◆ **Directions for this task**
Repeat verbatim the lines of the data below, beginning with the line containing "SimulationError::Config(ConfigError::InvalidSessionLength(-1.0))" and continuing to the end.

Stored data
//! End-to-end analysis runs

use solaroven_core::error::{ConfigError, SimulationError};
use solaroven_core::{Need, OvenType};

use crate::charts::{self, ChartSize};
use crate::{AnalysisFile, run_analysis};

#[test]
fn test_default_analysis() {
    let analysis = run_analysis(&AnalysisFile::default()).unwrap();

    assert_eq!(analysis.seed, 42);
    assert_eq!(analysis.session.readings.len(), 72);
    assert_eq!(analysis.summaries.len(), 3);
    assert_eq!(analysis.recommendations.len(), Need::ALL.len());
    assert!(analysis.ensemble.is_none());
}

#[test]
fn test_repeated_runs_are_identical() {
    let file = AnalysisFile::default();
    let a = run_analysis(&file).unwrap();
    let b = run_analysis(&file).unwrap();
    assert_eq!(a.session, b.session);
    assert_eq!(a.summaries, b.summaries);
    assert_eq!(
        charts::render_all(&a, ChartSize::default()),
        charts::render_all(&b, ChartSize::default())
    );
}

#[test]
fn test_high_heat_goes_to_parabolic() {
    let analysis = run_analysis(&AnalysisFile::default()).unwrap();
    let high_heat = analysis
        .recommendations
        .iter()
        .find(|r| r.need == Need::HighHeat)
        .unwrap();
    assert_eq!(high_heat.oven, OvenType::Parabolic);
}

#[test]
fn test_ensemble_from_yaml() {
    let yaml = "seed: 3\niterations: 50\n";
    let file = AnalysisFile::from_yaml(yaml).unwrap();
    let analysis = run_analysis(&file).unwrap();
    let ensemble = analysis.ensemble.unwrap();
    assert_eq!(ensemble.num_iterations, 50);
    assert_eq!(ensemble.ovens.len(), 3);
}

#[test]
fn test_invalid_session_aborts_run() {
    let mut file = AnalysisFile::default();
    file.session.duration_minutes = -1.0;
    let err = run_analysis(&file).unwrap_err();
    assert_eq!(
        err,
        SimulationError::Config(ConfigError::InvalidSessionLength(-1.0))
    );
}

#[test]
fn test_all_charts_render() {
    let analysis = run_analysis(&AnalysisFile::default()).unwrap();
    let text = charts::render_all(&analysis, ChartSize::default());
    assert!(text.contains("Temperature Evolution by Oven Type"));
    assert!(text.contains("Temperature Distribution by Oven Type"));
    assert!(text.contains("Solar Radiation vs Temperature Response"));
    assert!(text.contains("Average Temperature by Cooking Phase"));
}

#[test]
fn test_zero_iterations_rejected() {
    let file = AnalysisFile {
        iterations: 0,
        ..Default::default()
    };
    assert_eq!(
        run_analysis(&file).unwrap_err(),
        SimulationError::NoIterations
    );
}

◆ **Task response**
        SimulationError::Config(ConfigError::InvalidSessionLength(-1.0))
    );
}

#[test]
fn test_all_charts_render() {
    let analysis = run_analysis(&AnalysisFile::default()).unwrap();
    let text = charts::render_all(&analysis, ChartSize::default());
    assert!(text.contains("Temperature Evolution by Oven Type"));
    assert!(text.contains("Temperature Distribution by Oven Type"));
    assert!(text.contains("Solar Radiation vs Temperature Response"));
    assert!(text.contains("Average Temperature by Cooking Phase"));
}

#[test]
fn test_zero_iterations_rejected() {
    let file = AnalysisFile {
        iterations: 0,
        ..Default::default()
    };
    assert_eq!(
        run_analysis(&file).unwrap_err(),
        SimulationError::NoIterations
    );
}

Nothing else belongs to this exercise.